Required work
Every line of the records below from the line with "repository 026ee22ecf441375" up to and including the line with "pub(crate) const GLITCH_DURATION: Duration" must be reproduced exactly, and no line outside that range.

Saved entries
──────────────────────────────

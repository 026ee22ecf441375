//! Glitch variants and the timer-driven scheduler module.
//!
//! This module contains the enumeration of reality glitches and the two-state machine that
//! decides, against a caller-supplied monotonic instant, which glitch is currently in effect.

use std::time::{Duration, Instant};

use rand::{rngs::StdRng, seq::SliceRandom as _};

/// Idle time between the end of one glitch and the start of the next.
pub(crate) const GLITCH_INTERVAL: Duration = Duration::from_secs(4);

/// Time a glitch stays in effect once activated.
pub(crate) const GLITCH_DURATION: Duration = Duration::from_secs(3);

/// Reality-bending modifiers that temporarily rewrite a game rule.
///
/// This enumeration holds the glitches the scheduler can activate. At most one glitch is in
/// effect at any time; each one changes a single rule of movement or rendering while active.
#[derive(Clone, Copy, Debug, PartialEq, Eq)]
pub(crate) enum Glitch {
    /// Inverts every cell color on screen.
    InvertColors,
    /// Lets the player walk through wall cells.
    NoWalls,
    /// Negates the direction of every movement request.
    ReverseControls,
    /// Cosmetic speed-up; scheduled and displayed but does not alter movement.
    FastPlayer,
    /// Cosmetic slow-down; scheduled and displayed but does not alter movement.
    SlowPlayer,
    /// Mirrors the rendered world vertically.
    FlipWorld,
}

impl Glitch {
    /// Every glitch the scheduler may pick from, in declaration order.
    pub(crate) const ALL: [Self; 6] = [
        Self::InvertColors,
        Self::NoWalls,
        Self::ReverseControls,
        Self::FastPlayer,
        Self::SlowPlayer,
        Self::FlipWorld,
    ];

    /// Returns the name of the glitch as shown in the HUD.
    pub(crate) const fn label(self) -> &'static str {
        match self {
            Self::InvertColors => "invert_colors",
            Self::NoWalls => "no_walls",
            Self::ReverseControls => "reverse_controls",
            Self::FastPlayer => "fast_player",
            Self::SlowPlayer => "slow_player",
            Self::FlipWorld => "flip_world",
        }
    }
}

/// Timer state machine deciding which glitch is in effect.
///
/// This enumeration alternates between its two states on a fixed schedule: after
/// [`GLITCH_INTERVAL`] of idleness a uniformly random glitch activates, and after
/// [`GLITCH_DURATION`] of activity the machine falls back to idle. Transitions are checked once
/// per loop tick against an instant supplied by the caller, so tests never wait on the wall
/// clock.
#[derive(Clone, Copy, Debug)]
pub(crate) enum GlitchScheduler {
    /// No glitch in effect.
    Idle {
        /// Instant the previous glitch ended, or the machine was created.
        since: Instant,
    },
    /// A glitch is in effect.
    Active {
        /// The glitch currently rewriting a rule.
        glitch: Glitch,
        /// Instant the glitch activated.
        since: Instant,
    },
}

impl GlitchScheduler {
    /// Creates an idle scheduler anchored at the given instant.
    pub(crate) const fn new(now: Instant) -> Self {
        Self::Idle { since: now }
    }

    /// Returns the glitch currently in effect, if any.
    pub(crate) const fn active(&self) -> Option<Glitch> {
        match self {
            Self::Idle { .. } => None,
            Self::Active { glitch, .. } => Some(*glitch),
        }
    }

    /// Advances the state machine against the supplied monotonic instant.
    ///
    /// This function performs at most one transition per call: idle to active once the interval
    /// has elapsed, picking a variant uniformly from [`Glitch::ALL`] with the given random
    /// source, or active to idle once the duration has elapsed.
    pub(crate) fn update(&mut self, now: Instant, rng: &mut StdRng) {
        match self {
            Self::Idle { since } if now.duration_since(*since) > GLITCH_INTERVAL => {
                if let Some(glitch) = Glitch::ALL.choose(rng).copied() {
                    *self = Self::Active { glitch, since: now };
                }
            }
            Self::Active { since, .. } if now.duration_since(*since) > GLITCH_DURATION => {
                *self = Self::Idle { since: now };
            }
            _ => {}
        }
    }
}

──────────────────────────────

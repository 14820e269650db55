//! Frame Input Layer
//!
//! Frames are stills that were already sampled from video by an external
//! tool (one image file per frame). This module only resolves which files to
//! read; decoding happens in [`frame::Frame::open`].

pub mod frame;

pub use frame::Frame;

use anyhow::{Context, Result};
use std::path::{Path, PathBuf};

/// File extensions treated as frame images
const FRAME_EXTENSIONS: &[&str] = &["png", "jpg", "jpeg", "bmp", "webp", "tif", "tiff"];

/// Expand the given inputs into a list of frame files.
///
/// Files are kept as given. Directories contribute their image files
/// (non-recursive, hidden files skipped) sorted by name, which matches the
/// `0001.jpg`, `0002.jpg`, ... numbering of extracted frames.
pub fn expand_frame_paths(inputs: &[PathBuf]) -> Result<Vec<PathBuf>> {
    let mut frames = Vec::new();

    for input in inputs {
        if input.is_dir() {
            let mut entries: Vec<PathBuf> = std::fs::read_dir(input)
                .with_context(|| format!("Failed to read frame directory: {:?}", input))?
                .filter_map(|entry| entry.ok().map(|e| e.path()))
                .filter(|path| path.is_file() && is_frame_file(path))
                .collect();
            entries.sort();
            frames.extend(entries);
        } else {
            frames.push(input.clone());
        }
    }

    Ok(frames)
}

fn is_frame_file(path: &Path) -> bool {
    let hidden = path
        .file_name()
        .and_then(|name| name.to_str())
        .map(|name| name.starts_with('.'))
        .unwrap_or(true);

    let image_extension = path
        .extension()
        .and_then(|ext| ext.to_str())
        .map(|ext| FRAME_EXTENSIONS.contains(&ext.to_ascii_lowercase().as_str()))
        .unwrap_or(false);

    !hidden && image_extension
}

──────────────────────────────

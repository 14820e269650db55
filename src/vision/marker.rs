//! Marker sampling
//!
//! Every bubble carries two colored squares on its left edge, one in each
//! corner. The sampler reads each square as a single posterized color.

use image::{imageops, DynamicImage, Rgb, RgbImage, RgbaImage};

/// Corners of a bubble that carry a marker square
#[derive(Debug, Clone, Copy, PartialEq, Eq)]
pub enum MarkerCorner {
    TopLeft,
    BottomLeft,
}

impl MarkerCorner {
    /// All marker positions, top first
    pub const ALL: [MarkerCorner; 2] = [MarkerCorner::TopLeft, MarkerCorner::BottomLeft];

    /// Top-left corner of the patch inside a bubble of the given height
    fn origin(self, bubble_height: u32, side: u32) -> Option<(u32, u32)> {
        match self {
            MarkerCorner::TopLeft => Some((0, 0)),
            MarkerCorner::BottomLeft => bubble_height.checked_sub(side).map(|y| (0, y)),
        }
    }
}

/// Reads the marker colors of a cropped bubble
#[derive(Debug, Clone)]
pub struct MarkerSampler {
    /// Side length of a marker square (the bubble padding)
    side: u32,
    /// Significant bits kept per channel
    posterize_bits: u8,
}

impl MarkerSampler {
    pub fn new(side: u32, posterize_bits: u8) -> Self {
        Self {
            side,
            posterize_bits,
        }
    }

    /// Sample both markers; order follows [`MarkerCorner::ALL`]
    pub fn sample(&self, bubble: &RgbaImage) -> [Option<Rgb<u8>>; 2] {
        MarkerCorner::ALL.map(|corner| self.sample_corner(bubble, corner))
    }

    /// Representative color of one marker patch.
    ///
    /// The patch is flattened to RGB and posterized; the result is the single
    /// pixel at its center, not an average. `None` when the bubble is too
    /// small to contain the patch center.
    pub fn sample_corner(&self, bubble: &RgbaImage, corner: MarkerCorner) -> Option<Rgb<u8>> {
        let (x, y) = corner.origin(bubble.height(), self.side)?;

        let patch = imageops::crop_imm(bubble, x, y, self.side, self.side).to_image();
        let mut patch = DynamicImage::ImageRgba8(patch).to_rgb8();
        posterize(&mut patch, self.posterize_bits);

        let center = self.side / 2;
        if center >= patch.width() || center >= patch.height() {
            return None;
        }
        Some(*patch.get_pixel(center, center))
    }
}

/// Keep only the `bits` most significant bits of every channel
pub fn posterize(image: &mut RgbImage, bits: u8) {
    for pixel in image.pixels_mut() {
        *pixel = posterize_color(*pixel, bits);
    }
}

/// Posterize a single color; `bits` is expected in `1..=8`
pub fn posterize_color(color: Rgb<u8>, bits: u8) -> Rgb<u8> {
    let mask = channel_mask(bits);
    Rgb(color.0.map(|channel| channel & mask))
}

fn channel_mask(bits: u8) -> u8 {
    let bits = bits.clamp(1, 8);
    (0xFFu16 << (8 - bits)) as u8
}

──────────────────────────────

Task result
repository 026ee22ecf441375
//! Glitch variants and the timer-driven scheduler module.
//!
//! This module contains the enumeration of reality glitches and the two-state machine that
//! decides, against a caller-supplied monotonic instant, which glitch is currently in effect.

use std::time::{Duration, Instant};

use rand::{rngs::StdRng, seq::SliceRandom as _};

/// Idle time between the end of one glitch and the start of the next.
pub(crate) const GLITCH_INTERVAL: Duration = Duration::from_secs(4);

/// Time a glitch stays in effect once activated.
pub(crate) const GLITCH_DURATION: Duration = Duration::from_secs(3);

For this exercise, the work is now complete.